Adapun pembentukan dewan moneter ini bertujuan membantu pengambilan kebijakan moneter. Selain pembentukan dewan moneter, revisi undang-undang tersebut juga mengatur keterlibatan pemerintah dalam keputusan rapat dewan gubernur yang diadakan setiap bulan yang antara lain menentukan arah suku bunga acuan. Pemerintah dapat mengirimkan perwakilan yakni seorang atau lebih menteri dibidang perekonomian yang memiliki hak bicara dan hak suara dalam rapat.
Untuk itu, pasal 9 yang mengatur independensi BI atau melarang pihak lain ikut campur dalam keputusan bank sentral dihapus. Draf RUU ini memasukkan pasal terkait pengembalian wewenang pengawasan bank dari OJK ke BI.
Namun, Anggota Badan Legislasi DPR Hendrawan Supratikno mengatakan draft RUU tersebut masih rancangan awal atau mendapat masukan dari lembaga terkait.
"Jadi masih terus dimatangkan dengan menyerap aspirasi para pihak terkait," kata Hendrawan kepada Katadata.co.id, Selasa (1/9).
Kendati demikian, menurut dia, revisi undang-undang sebenarnya membutuhkan waktu yang cukup lama yakni antara tiga hingga empat masa sidang atau satu hingga dua tahun.

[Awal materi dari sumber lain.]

use nalgebra::DVector;
use rand::seq::index;
use serde::{Deserialize, Serialize};
use tracing::debug;

use crate::dynamical_systems::{ensure_dimension, linspace, seeded_rng, Domain, State, SystemDefinition, SystemKind};
use crate::error::{ChaosError, ChaosResult};

/// Newton search for periodic points of a one-dimensional map.
#[derive(Debug, Clone, Copy, PartialEq, Serialize, Deserialize)]
pub struct PeriodSearchConfig {
    /// A point counts as returning after k steps when `|f^k(x) - x| < 100 × tolerance`.
    pub tolerance: f64,
    pub num_samples: usize,
    pub max_iter: usize,
    /// Points closer than this are the same periodic point.
    pub dedup_tolerance: f64,
}

impl Default for PeriodSearchConfig {
    fn default() -> Self {
        Self {
            tolerance: 1e-10,
            num_samples: 1000,
            max_iter: 50,
            dedup_tolerance: 1e-8,
        }
    }
}

impl PeriodSearchConfig {
    pub fn validate(&self) -> ChaosResult<()> {
        if !(self.tolerance.is_finite() && self.tolerance > 0.0) {
            return Err(ChaosError::invalid("tolerance must be positive"));
        }
        if self.num_samples == 0 || self.max_iter == 0 {
            return Err(ChaosError::invalid("num_samples and max_iter must be at least 1"));
        }
        if !(self.dedup_tolerance >= 0.0) {
            return Err(ChaosError::invalid("dedup_tolerance must not be negative"));
        }
        Ok(())
    }
}

#[derive(Debug, Clone, Copy, PartialEq, Serialize, Deserialize)]
pub struct PeriodicPoint {
    pub x: f64,
    pub period: usize,
}

/// Apply a scalar map `n` times.
fn iterate_scalar(system: &SystemDefinition, x: f64, n: usize) -> ChaosResult<f64> {
    Ok(system.iterate(&DVector::from_vec(vec![x]), n)?[0])
}

/// Reject maps that do not send scalars to scalars.
fn ensure_scalar_map(system: &SystemDefinition, probe: f64) -> ChaosResult<()> {
    system.require(SystemKind::Map)?;
    if let SystemDefinition::Map(f) = system {
        let out = f(&DVector::from_vec(vec![probe])).map_err(|reason| ChaosError::integration(0.0, reason))?;
        ensure_dimension(1, out.len())?;
    }
    Ok(())
}

/// Newton iteration on `g(x) = f^n(x) - x` with a central-difference slope.
/// `None` when the iteration stalls, diverges or leaves the map's domain.
fn newton_period_point(system: &SystemDefinition, x0: f64, n: usize, config: &PeriodSearchConfig) -> Option<f64> {
    let g = |x: f64| iterate_scalar(system, x, n).map(|fx| fx - x).ok();
    let mut x = x0;
    for _ in 0..config.max_iter {
        let gx = g(x)?;
        if gx.abs() < config.tolerance {
            return Some(x);
        }
        let h = 1e-7 * x.abs().max(1.0);
        let slope = (g(x + h)? - g(x - h)?) / (2.0 * h);
        if slope == 0.0 || !slope.is_finite() {
            return None;
        }
        let step = gx / slope;
        x -= step;
        if !x.is_finite() {
            return None;
        }
        if step.abs() < 1e-15 * x.abs().max(1.0) {
            break;
        }
    }
    let gx = g(x)?;
    (gx.abs() < 100.0 * config.tolerance).then_some(x)
}

/// Smallest k in `1..=n` with `|f^k(x) - x| < 100 × tolerance`.
fn minimal_period(system: &SystemDefinition, x: f64, n: usize, tolerance: f64) -> ChaosResult<Option<usize>> {
    let mut current = x;
    for k in 1..=n {
        current = iterate_scalar(system, current, 1)?;
        if (current - x).abs() < 100.0 * tolerance {
            return Ok(Some(k));
        }
    }
    Ok(None)
}

/// Points of minimal period `n` of a one-dimensional map in `[a, b]`.
///
/// Newton is started from `num_samples` evenly spaced seeds; converged points
/// inside the interval whose minimal period is exactly `n` are kept once.
pub fn find_period_n_points(
    system: &SystemDefinition,
    interval: (f64, f64),
    n: usize,
    config: &PeriodSearchConfig,
) -> ChaosResult<Vec<PeriodicPoint>> {
    let (a, b) = interval;
    Domain::interval(a, b)?;
    config.validate()?;
    if n == 0 {
        return Err(ChaosError::invalid("period must be at least 1"));
    }
    ensure_scalar_map(system, 0.5 * (a + b))?;

    let mut found: Vec<PeriodicPoint> = Vec::new();
    for seed in linspace(a, b, config.num_samples) {
        let Some(x) = newton_period_point(system, seed, n, config) else {
            continue;
        };
        if !(a..=b).contains(&x) {
            continue;
        }
        if minimal_period(system, x, n, config.tolerance).ok().flatten() != Some(n) {
            continue;
        }
        if found.iter().all(|p| (p.x - x).abs() > config.dedup_tolerance) {
            found.push(PeriodicPoint { x, period: n });
        }
    }

    found.sort_by(|p, q| p.x.total_cmp(&q.x));
    debug!(period = n, found = found.len(), "period-n search finished");
    Ok(found)
}

#[derive(Debug, Clone, Copy, PartialEq, Serialize, Deserialize)]
pub struct LiYorkeConfig {
    pub num_points: usize,
    /// Closeness scale: a pair approaches when its liminf is below `100 × epsilon`.
    pub epsilon: f64,
    pub num_samples: usize,
    pub num_iterations: usize,
    pub transient: usize,
    pub limsup_threshold: f64,
    /// Fraction of scrambled pairs needed when no period-3 point is found.
    pub scrambled_ratio_threshold: f64,
    pub period_search: PeriodSearchConfig,
    pub seed: u64,
    pub return_scrambled_set: bool,
}

impl Default for LiYorkeConfig {
    fn default() -> Self {
        Self {
            num_points: 10_000,
            epsilon: 1e-10,
            num_samples: 100,
            num_iterations: 1000,
            transient: 100,
            limsup_threshold: 0.1,
            scrambled_ratio_threshold: 0.1,
            period_search: PeriodSearchConfig::default(),
            seed: 42,
            return_scrambled_set: false,
        }
    }
}

impl LiYorkeConfig {
    pub fn validate(&self) -> ChaosResult<()> {
        if self.num_points == 0 {
            return Err(ChaosError::invalid("num_points must be at least 1"));
        }
        if !(self.epsilon.is_finite() && self.epsilon > 0.0) {
            return Err(ChaosError::invalid("epsilon must be positive"));
        }
        if self.transient >= self.num_iterations {
            return Err(ChaosError::invalid("transient must be shorter than num_iterations"));
        }
        self.period_search.validate()
    }
}

#[derive(Debug, Clone, PartialEq, Serialize, Deserialize)]
pub struct LiYorkeReport {
    pub satisfies_li_yorke: bool,
    pub has_period_3: bool,
    pub period_3_points: Vec<PeriodicPoint>,
    pub has_scrambled_pairs: bool,
    pub pairs_analyzed: usize,
    pub scrambled_pairs: usize,
    /// Fraction of pairs with `liminf < 100 ε`.
    pub condition_1_ratio: f64,
    /// Fraction of pairs with `limsup > limsup_threshold`.
    pub condition_2_ratio: f64,
    /// Fraction of pairs meeting both conditions.
    pub scrambled_ratio: f64,
    pub interval: (f64, f64),
    pub scrambled_set: Option<Vec<f64>>,
}

/// Numerical Li-Yorke test for a one-dimensional map on `[a, b]`.
///
/// The verdict holds when a point of minimal period 3 exists, or when more
/// than `scrambled_ratio_threshold` of the sampled orbit pairs are scrambled
/// (they come within `100 ε` of each other and separate by more than
/// `limsup_threshold` after the transient).
pub fn check_li_yorke(
    system: &SystemDefinition,
    interval: (f64, f64),
    config: &LiYorkeConfig,
) -> ChaosResult<LiYorkeReport> {
    let (a, b) = interval;
    Domain::interval(a, b)?;
    config.validate()?;
    ensure_scalar_map(system, 0.5 * (a + b))?;

    let period_3_points = find_period_n_points(system, interval, 3, &config.period_search)?;

    let grid = linspace(a + config.epsilon, b - config.epsilon, config.num_points);
    let n_samples = config.num_samples.min(config.num_points);
    let mut rng = seeded_rng(config.seed);
    let sample: Vec<f64> = index::sample(&mut rng, config.num_points, n_samples)
        .into_iter()
        .map(|i| grid[i])
        .collect();

    let mut orbits = Vec::with_capacity(n_samples);
    for &x0 in &sample {
        let mut orbit = Vec::with_capacity(config.num_iterations);
        let mut x = x0;
        for t in 0..config.num_iterations {
            orbit.push(x);
            if t + 1 < config.num_iterations {
                x = system.evaluate(t as f64, &DVector::from_vec(vec![x]))?[0];
            }
        }
        orbits.push(orbit);
    }

    let close = 100.0 * config.epsilon;
    let mut condition_1 = 0usize;
    let mut condition_2 = 0usize;
    let mut scrambled: Vec<(usize, usize)> = Vec::new();
    for i in 0..n_samples {
        for j in (i + 1)..n_samples {
            let (liminf, limsup) = orbits[i][config.transient..]
                .iter()
                .zip(&orbits[j][config.transient..])
                .map(|(p, q)| (p - q).abs())
                .fold((f64::INFINITY, 0.0f64), |(lo, hi), d| (lo.min(d), hi.max(d)));

            let approaches = liminf < close;
            let separates = limsup > config.limsup_threshold;
            condition_1 += approaches as usize;
            condition_2 += separates as usize;
            if approaches && separates {
                scrambled.push((i, j));
            }
        }
    }

    let pairs = n_samples * n_samples.saturating_sub(1) / 2;
    let ratio = |count: usize| if pairs == 0 { 0.0 } else { count as f64 / pairs as f64 };
    let scrambled_ratio = ratio(scrambled.len());
    let has_period_3 = !period_3_points.is_empty();

    let scrambled_set = (config.return_scrambled_set && !scrambled.is_empty()).then(|| {
        let mut members: Vec<usize> = scrambled.iter().flat_map(|&(i, j)| [i, j]).collect();
        members.sort_unstable();
        members.dedup();
        members.into_iter().map(|i| sample[i]).collect()
    });

    debug!(
        period_3 = period_3_points.len(),
        scrambled = scrambled.len(),
        pairs,
        "Li-Yorke check finished"
    );

    Ok(LiYorkeReport {
        satisfies_li_yorke: has_period_3 || scrambled_ratio > config.scrambled_ratio_threshold,
        has_period_3,
        period_3_points,
        has_scrambled_pairs: !scrambled.is_empty(),
        pairs_analyzed: pairs,
        scrambled_pairs: scrambled.len(),
        condition_1_ratio: ratio(condition_1),
        condition_2_ratio: ratio(condition_2),
        scrambled_ratio,
        interval,
        scrambled_set,
    })
}
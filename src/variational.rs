use nalgebra::{DMatrix, DVector};

use crate::dynamical_systems::{State, SystemDefinition};
use crate::error::ChaosResult;

/// Forward-difference step for every Jacobian in the crate.
pub const FD_EPSILON: f64 = 1e-8;

/// Finite-difference derivative of the system function at `(t, x)`.
///
/// Column j is `(f(x + ε e_j) - f(x)) / ε`: the map Jacobian `∂f/∂x` for a
/// map, the vector-field Jacobian for a flow.
pub fn derivative_matrix(system: &SystemDefinition, t: f64, x: &State) -> ChaosResult<DMatrix<f64>> {
    let n = x.len();
    let base = system.evaluate(t, x)?;
    let mut jac = DMatrix::zeros(n, n);

    for j in 0..n {
        let mut shifted = x.clone();
        shifted[j] += FD_EPSILON;
        let column = (system.evaluate(t, &shifted)? - &base) / FD_EPSILON;
        jac.set_column(j, &column);
    }

    Ok(jac)
}

/// One-step transition matrix of the linearized dynamics.
///
/// Flow: `I + J·dt`, the Euler step of the variational equation.
/// Map: `∂f/∂x`, with `dt` ignored.
pub fn tangent_map(system: &SystemDefinition, t: f64, x: &State, dt: f64) -> ChaosResult<DMatrix<f64>> {
    let jac = derivative_matrix(system, t, x)?;
    if system.is_map() {
        return Ok(jac);
    }
    let n = x.len();
    Ok(DMatrix::identity(n, n) + jac * dt)
}

/// [`tangent_map`] of an autonomous system, evaluated at `t = 0`.
pub fn jacobian(system: &SystemDefinition, x: &State, dt: f64) -> ChaosResult<DMatrix<f64>> {
    tangent_map(system, 0.0, x, dt)
}

/// Jacobian of an arbitrary vector function `g` by forward differences.
///
/// Used for composed maps (`f^n`, `Φ_T`) where no closed form exists.
pub(crate) fn finite_difference<G>(g: G, x: &State, gx: &State) -> ChaosResult<DMatrix<f64>>
where
    G: Fn(&State) -> ChaosResult<State>,
{
    let n = x.len();
    let mut jac = DMatrix::zeros(gx.len(), n);
    for j in 0..n {
        let mut shifted = x.clone();
        shifted[j] += FD_EPSILON;
        let column: DVector<f64> = (g(&shifted)? - gx) / FD_EPSILON;
        jac.set_column(j, &column);
    }
    Ok(jac)
}

#[cfg(test)]
mod tests {
    use super::*;

    #[test]
    fn test_henon_jacobian() {
        // Hénon: (1 - a x^2 + y, b x) has Jacobian [[-2 a x, 1], [b, 0]]
        let (a, b) = (1.4, 0.3);
        let henon = SystemDefinition::map(move |p: &State| {
            DVector::from_vec(vec![1.0 - a * p[0] * p[0] + p[1], b * p[0]])
        });
        let x = DVector::from_vec(vec![0.5, -0.2]);
        let jac = jacobian(&henon, &x, 0.1).unwrap();

        assert!((jac[(0, 0)] + 2.0 * a * 0.5).abs() < 1e-6);
        assert!((jac[(0, 1)] - 1.0).abs() < 1e-6);
        assert!((jac[(1, 0)] - b).abs() < 1e-6);
        assert!(jac[(1, 1)].abs() < 1e-6);
    }

    #[test]
    fn test_flow_transition_is_identity_plus_jdt() {
        let linear = SystemDefinition::flow(|_t, x: &State| DVector::from_vec(vec![2.0 * x[0], -x[1]]));
        let x = DVector::from_vec(vec![1.0, 1.0]);
        let m = jacobian(&linear, &x, 0.01).unwrap();

        assert!((m[(0, 0)] - 1.02).abs() < 1e-7);
        assert!((m[(1, 1)] - 0.99).abs() < 1e-7);
        assert!(m[(0, 1)].abs() < 1e-7);
    }

    #[test]
    fn test_finite_difference_of_composition() {
        let square = |x: &State| -> ChaosResult<State> { Ok(x.component_mul(x)) };
        let x = DVector::from_vec(vec![3.0]);
        let gx = square(&x).unwrap();
        let jac = finite_difference(square, &x, &gx).unwrap();
        assert!((jac[(0, 0)] - 6.0).abs() < 1e-5);
    }
}
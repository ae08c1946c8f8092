use serde::{Deserialize, Serialize};
use thiserror::Error;

/// Errors surfaced by the single-shot operations of the crate.
///
/// Batch searches (periodic orbit location, periodic point density) never
/// return these for a single bad candidate; they record a [`CandidateFailure`]
/// in their report instead.
#[derive(Debug, Clone, PartialEq, Error)]
pub enum ChaosError {
    /// The solver failed to converge or the system produced a non-finite or
    /// wrongly sized state.
    #[error("integration failed at t = {time}: {reason}")]
    Integration { time: f64, reason: String },

    #[error("dimension mismatch: expected {expected}, found {found}")]
    DimensionMismatch { expected: usize, found: usize },

    #[error("invalid domain: {0}")]
    InvalidDomain(String),

    #[error("invalid parameter: {0}")]
    InvalidParameter(String),
}

pub type ChaosResult<T> = Result<T, ChaosError>;

impl ChaosError {
    pub(crate) fn integration(time: f64, reason: impl Into<String>) -> Self {
        ChaosError::Integration {
            time,
            reason: reason.into(),
        }
    }

    pub(crate) fn invalid(reason: impl Into<String>) -> Self {
        ChaosError::InvalidParameter(reason.into())
    }
}

/// A candidate that was skipped inside a batch search.
#[derive(Debug, Clone, PartialEq, Serialize, Deserialize)]
pub struct CandidateFailure {
    /// Position of the candidate in the caller's list (or in the search grid).
    pub index: usize,
    /// Target period when the same candidate is tried once per period.
    #[serde(default)]
    pub period: Option<usize>,
    pub reason: String,
}

impl CandidateFailure {
    pub fn new(index: usize, error: &ChaosError) -> Self {
        Self {
            index,
            period: None,
            reason: error.to_string(),
        }
    }

    pub fn with_period(mut self, period: usize) -> Self {
        self.period = Some(period);
        self
    }
}

#[cfg(test)]
mod tests {
    use super::*;

    #[test]
    fn test_error_messages() {
        let err = ChaosError::integration(1.5, "non-finite state");
        assert_eq!(err.to_string(), "integration failed at t = 1.5: non-finite state");

        let err = ChaosError::DimensionMismatch {
            expected: 3,
            found: 2,
        };
        assert_eq!(err.to_string(), "dimension mismatch: expected 3, found 2");
    }

    #[test]
    fn test_candidate_failure_keeps_reason() {
        let err = ChaosError::invalid("tolerance must be positive");
        let failure = CandidateFailure::new(7, &err);
        assert_eq!(failure.index, 7);
        assert_eq!(failure.period, None);
        assert_eq!(failure.clone().with_period(3).period, Some(3));
        assert!(failure.reason.contains("tolerance must be positive"));
    }
}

Untuk itu, DPR masih menunggu sikap pemerintah terkait reformasi sistem keuangan.
"DPR masih menunggu sikap pemerintah akan memilih opsi revisi UU BI dan OJK, omnibus law, atau opsi perppu," ujarnya.
Menanggapi draf revisi UU BI, Sri Mulyani mengatakan belum melakukan pembahasan dengan DPR. Namun, pemerintah akan mengukuti proses legislasi yang ada di lembaga legislatif tersebut.
Sementara itu, sejumlah ekonom khawatir dampak dari rencana pemerintah merombak kewenangan regulator sistem keuangan di tengah pandemi Covid--19. Ekonom Indef Dradjad Hari Wibowo menilai rencana tersebut tidak logis dan dapat berbahaya pada stabilitas sistem keuangan dan moneter Tanah Air. Ada beberapa alasan yang mendukung argumentasinya tersebut.
Pertama, tidak ada satu negara pun yang merombak struktur sistem moneter dan keuangan di tengah krisis pandemi Covid-19. Bahkan, negara yang pertumbuhan ekonominya lebih rendah dari Indonesia, tidak melakukan perubahan tersebut. Kedua, perombakan tersebut akan memberikan kesan pemerintah sedang bingung dan panik. "Kesan ini akan jelek efek berantainya," kata Dradjad.
Hal yang sama diungkapkan Ketua Bidang Kajian dan Pengembangan Perbanas Aviliani. Dia menilai bahwa Perppu tersebut bisa membawa sentimen negatif bagi pelaku pasar karena ketidakstabilan di sistem keuangan dalam negeri. Sebenarnya kondisi sektor keuangan saat ini masih baik-baik saja sehingga perubahan aturan yang signifikan belum diperlukan.